**Records supplied:**
▼

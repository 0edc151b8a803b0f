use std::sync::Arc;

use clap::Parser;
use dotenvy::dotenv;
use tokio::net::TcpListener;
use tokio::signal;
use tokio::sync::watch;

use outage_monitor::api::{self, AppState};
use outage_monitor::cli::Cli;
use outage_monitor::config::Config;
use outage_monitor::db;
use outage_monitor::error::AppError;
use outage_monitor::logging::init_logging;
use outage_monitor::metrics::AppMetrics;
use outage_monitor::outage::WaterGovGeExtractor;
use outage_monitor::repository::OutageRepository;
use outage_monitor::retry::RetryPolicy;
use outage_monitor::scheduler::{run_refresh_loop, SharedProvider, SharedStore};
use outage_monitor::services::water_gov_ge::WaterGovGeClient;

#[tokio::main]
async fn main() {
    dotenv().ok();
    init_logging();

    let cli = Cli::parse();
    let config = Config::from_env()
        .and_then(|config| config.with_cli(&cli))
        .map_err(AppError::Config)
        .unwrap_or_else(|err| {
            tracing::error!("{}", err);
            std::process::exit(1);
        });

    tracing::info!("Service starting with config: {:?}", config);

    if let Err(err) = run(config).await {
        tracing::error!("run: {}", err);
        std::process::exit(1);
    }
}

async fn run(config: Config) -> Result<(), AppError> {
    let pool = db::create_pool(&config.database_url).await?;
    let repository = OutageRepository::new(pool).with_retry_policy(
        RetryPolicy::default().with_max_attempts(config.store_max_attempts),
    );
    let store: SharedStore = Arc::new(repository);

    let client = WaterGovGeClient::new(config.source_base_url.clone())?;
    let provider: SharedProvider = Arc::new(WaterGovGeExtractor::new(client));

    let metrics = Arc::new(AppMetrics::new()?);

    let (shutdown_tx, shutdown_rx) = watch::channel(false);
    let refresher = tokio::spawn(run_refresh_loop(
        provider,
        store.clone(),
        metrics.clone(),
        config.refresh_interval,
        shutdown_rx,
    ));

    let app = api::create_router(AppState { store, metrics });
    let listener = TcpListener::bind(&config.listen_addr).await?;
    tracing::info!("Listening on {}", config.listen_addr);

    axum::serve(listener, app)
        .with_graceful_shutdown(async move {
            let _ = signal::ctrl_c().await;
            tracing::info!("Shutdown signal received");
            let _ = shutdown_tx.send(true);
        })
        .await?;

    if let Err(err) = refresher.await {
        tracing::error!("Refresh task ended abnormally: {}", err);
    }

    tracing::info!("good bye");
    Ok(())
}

▲

**Assignment:** Looking at the data above, write out exactly the lines that start at the one containing "use outage_monitor::db;" and end at the one containing "let pool = db::create_pool(&config.database_url).await?;"; include both and nothing beyond.

**Answer area:**
use outage_monitor::db;
use outage_monitor::error::AppError;
use outage_monitor::logging::init_logging;
use outage_monitor::metrics::AppMetrics;
use outage_monitor::outage::WaterGovGeExtractor;
use outage_monitor::repository::OutageRepository;
use outage_monitor::retry::RetryPolicy;
use outage_monitor::scheduler::{run_refresh_loop, SharedProvider, SharedStore};
use outage_monitor::services::water_gov_ge::WaterGovGeClient;

#[tokio::main]
async fn main() {
    dotenv().ok();
    init_logging();

    let cli = Cli::parse();
    let config = Config::from_env()
        .and_then(|config| config.with_cli(&cli))
        .map_err(AppError::Config)
        .unwrap_or_else(|err| {
            tracing::error!("{}", err);
            std::process::exit(1);
        });

    tracing::info!("Service starting with config: {:?}", config);

    if let Err(err) = run(config).await {
        tracing::error!("run: {}", err);
        std::process::exit(1);
    }
}

async fn run(config: Config) -> Result<(), AppError> {
    let pool = db::create_pool(&config.database_url).await?;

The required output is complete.